- GIVEN DATA -
• • •
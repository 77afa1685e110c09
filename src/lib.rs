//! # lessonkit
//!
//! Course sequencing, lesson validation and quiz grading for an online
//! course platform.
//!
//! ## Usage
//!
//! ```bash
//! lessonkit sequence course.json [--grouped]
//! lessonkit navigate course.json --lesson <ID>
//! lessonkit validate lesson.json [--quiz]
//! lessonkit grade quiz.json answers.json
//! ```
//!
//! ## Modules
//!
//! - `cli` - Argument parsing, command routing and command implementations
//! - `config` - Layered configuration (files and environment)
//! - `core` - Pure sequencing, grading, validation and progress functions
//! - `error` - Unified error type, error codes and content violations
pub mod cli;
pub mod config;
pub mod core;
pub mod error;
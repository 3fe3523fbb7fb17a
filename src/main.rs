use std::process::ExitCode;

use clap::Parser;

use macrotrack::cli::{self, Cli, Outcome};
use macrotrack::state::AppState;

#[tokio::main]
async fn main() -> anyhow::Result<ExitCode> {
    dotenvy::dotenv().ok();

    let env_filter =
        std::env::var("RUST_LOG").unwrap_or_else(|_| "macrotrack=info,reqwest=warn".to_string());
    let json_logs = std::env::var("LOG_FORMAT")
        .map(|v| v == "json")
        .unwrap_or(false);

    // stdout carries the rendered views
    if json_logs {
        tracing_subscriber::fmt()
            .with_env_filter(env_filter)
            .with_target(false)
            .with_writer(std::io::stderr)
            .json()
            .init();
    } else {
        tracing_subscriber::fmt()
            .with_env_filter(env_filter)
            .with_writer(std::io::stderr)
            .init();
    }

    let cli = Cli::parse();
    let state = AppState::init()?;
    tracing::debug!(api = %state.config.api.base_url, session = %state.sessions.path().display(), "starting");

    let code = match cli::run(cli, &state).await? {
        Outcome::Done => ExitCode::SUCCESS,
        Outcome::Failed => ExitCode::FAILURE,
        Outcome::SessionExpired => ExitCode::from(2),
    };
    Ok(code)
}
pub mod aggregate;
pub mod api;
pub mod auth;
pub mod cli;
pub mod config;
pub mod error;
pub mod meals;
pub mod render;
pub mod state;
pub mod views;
• • •
- ACTION ITEM -
Exact copies of all the records are required.

- RESPONSE TO THIS EXERCISE -
repository 77afa1685e110c09
filename src/lib.rs
//! # lessonkit
//!
//! Course sequencing, lesson validation and quiz grading for an online
//! course platform.
//!
//! ## Usage
//!
//! ```bash
//! lessonkit sequence course.json [--grouped]
//! lessonkit navigate course.json --lesson <ID>
//! lessonkit validate lesson.json [--quiz]
//! lessonkit grade quiz.json answers.json
//! ```
//!
//! ## Modules
//!
//! - `cli` - Argument parsing, command routing and command implementations
//! - `config` - Layered configuration (files and environment)
//! - `core` - Pure sequencing, grading, validation and progress functions
//! - `error` - Unified error type, error codes and content violations
pub mod cli;
pub mod config;
pub mod core;
pub mod error;
repository 3fe3523fbb7fb17a
filename src/main.rs
use std::process::ExitCode;

use clap::Parser;

use macrotrack::cli::{self, Cli, Outcome};
use macrotrack::state::AppState;

#[tokio::main]
async fn main() -> anyhow::Result<ExitCode> {
    dotenvy::dotenv().ok();

    let env_filter =
        std::env::var("RUST_LOG").unwrap_or_else(|_| "macrotrack=info,reqwest=warn".to_string());
    let json_logs = std::env::var("LOG_FORMAT")
        .map(|v| v == "json")
        .unwrap_or(false);

    // stdout carries the rendered views
    if json_logs {
        tracing_subscriber::fmt()
            .with_env_filter(env_filter)
            .with_target(false)
            .with_writer(std::io::stderr)
            .json()
            .init();
    } else {
        tracing_subscriber::fmt()
            .with_env_filter(env_filter)
            .with_writer(std::io::stderr)
            .init();
    }

    let cli = Cli::parse();
    let state = AppState::init()?;
    tracing::debug!(api = %state.config.api.base_url, session = %state.sessions.path().display(), "starting");

    let code = match cli::run(cli, &state).await? {
        Outcome::Done => ExitCode::SUCCESS,
        Outcome::Failed => ExitCode::FAILURE,
        Outcome::SessionExpired => ExitCode::from(2),
    };
    Ok(code)
}
pub mod aggregate;
pub mod api;
pub mod auth;
pub mod cli;
pub mod config;
pub mod error;
pub mod meals;
pub mod render;
pub mod state;
pub mod views;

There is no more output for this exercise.